- _Problem_:
Look through the data below. Collect every line where the word "None" occurs.
Extracted records: Begin
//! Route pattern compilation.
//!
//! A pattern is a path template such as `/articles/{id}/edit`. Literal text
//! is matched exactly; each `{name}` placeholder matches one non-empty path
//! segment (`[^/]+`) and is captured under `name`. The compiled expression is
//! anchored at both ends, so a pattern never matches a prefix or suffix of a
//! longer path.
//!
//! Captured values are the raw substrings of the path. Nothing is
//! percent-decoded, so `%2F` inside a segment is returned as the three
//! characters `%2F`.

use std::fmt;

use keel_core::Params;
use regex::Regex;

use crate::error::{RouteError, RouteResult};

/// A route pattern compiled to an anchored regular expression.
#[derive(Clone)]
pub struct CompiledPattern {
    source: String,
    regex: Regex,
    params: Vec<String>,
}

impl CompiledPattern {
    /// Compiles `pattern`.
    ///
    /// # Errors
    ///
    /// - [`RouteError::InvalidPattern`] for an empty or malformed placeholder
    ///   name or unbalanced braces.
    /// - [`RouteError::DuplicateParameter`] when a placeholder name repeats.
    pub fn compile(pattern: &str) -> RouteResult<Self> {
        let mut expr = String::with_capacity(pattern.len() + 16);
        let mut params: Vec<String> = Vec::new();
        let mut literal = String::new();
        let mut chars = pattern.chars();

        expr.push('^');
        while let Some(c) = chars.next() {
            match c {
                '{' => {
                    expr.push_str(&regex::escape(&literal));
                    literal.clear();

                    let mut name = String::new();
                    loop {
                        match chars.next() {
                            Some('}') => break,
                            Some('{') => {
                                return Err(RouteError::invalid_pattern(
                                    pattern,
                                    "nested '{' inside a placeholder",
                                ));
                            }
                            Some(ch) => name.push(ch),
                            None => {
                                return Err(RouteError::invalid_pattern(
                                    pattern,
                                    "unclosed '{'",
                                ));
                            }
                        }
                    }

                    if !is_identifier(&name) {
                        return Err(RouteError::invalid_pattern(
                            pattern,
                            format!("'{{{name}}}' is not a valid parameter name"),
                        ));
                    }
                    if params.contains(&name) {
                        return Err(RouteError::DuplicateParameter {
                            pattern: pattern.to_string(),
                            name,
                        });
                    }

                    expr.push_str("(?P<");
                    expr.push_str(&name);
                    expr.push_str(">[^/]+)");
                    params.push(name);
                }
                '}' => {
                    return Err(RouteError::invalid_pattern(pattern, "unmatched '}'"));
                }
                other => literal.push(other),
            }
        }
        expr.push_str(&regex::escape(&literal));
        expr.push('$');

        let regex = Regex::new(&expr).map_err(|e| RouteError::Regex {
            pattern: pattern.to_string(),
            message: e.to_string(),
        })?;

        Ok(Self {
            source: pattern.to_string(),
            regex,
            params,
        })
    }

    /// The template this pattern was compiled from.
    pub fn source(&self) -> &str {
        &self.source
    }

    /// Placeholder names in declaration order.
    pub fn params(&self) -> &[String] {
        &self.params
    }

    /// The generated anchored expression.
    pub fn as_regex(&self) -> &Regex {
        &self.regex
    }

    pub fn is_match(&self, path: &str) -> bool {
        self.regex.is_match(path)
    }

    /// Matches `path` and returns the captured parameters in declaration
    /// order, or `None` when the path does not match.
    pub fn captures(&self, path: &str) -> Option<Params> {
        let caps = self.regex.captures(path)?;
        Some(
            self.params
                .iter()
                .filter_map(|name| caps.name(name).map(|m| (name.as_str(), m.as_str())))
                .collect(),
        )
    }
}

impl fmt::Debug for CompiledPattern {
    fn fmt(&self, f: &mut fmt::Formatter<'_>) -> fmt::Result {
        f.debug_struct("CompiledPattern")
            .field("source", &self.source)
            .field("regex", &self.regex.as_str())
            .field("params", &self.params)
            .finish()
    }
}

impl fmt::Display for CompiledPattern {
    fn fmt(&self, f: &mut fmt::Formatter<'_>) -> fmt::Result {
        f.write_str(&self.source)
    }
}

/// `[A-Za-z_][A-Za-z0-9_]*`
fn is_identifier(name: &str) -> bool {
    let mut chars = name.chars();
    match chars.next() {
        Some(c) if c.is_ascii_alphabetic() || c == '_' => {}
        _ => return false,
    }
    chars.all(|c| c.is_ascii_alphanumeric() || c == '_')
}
Extracted records: End
- _Output below_:
                            None => {
    /// order, or `None` when the path does not match.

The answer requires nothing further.